Teatro: a Siracusa Ovadia recita Eschilo in siciliano

Teatro: a Siracusa Ovadia recita Eschilo in siciliano
21 aprile 2015

moni ovadiaLe “Supplici” in un testo misto tra siciliano e greco moderno. E’ l’esperimento al quale lavora Moni Ovadia che della tragedia di Eschilo, in programma al teatro greco di Siracusa il 15 maggio è regista e interprete. Quello che può sembrare un azzardo viene così spiegato da Ovadia: “Occorre rivedere il nostro modo di relazionarci con le lingue. Dobbiamo superare la concezione della cultura occidentocentrica e chiederci come parlavano i greci. E da questo cercare di capire che le lingue antiche portano anche i travagli di duemila anni di storia”. L’artista pone una questione di sonorità e di proprietà espressiva. “In un mio spettacolo – dice – ho letto poesie di Ignazio Buttitta, che traducevo in italiano e mi rendevo conto che una cosa è dire ‘mi vergogno’ e un’altra ‘m’affruntu’. L’italiano è una lingua meravigliosa, ma noi dobbiamo trovare una materia linguistico-sonora che risponda all’energia della tragedia”. Rispetto alla traduzione di Guido Paduano, Ovadia confessa un “tradimento totale” ma perché, come uomo di teatro e artista, tende a trasfigurare tutto in libertà: “Prendiamo la Rimini di Fellini: non è quella reale. Allo stesso modo noi trasfiguriamo il testo filologico prendendoci la massima responsabilità”.

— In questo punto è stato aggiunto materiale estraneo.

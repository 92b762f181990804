//! SaaS platform SDK contract.
//!
//! This crate provides the public contract shared by every backend of the
//! partner SDK:
//!
//! - [`PlatformClient`] - capability trait implemented by both the
//!   in-process and the HTTP backend
//! - [`Credential`] - partner key/secret pair
//! - [`ResourceObject`], [`ResourceCollection`] - loosely-typed platform
//!   records
//! - [`SdkError`] - error taxonomy
//!
//! ## Usage
//!
//! Partner applications normally consume this contract through the `Api`
//! facade in `saas-client`; a custom backend only needs to implement
//! [`PlatformClient`]:
//!
//! ```ignore
//! use saas_sdk::{PlatformClient, ResourceObject, SdkError};
//!
//! struct FixtureClient;
//!
//! #[async_trait::async_trait]
//! impl PlatformClient for FixtureClient {
//!     async fn get_owner_app(&self) -> Result<ResourceObject, SdkError> {
//!         Ok(ResourceObject::new())
//!     }
//!     // ...
//! }
//! ```

#![forbid(unsafe_code)]
#![deny(rust_2018_idioms)]

pub mod api;
pub mod error;
pub mod models;

// API trait
pub use api::PlatformClient;

// Error types
pub use error::SdkError;

// Models
pub use models::{Credential, ResourceCollection, ResourceObject, ResourceValue};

Per Ovadia il siciliano andrebbe portato sempre in teatro e cita Camilleri: “Usa il dialetto perché riconosce in esso una forza che l’italiano non può dargli. Facciamo un esperimento? Facciamo leggere a qualcuno in italiano un brano del coro delle Supplici, poi lo portiamo al bar e gli chiediamo cosa abbia detto il coro. Non lo ricorda”. Non c’è il rischio di fare scivolare la tragedia in una farsa? “C’è un detto – risponde – che dice: ‘Cu tuttu ca sugnu orbu a viru niura’ (anche se sono cieco la vedo nera, ndr): fa ridere ma è amaro. E c’è in Sciascia quell’altra battuta di chi a Racalmuto durante il fascismo va a votare e dice al presidente del seggio porgendo la busta elettorale: ‘Ci sputassi vossia’ (Ci sputi lei, ndr). E’ il massimo del disincanto, ma provoca una risata”. Ovadia ha incontrato la lingua siciliana a Milano: “Nella casa di ringhiera – ricorda – c’era un vicino che mi parlava sempre in dialetto. Quando arrivai dalla Bulgaria il mio primo amico fu messinese. E poi sono stato amico del poeta Ignazio Buttitta”.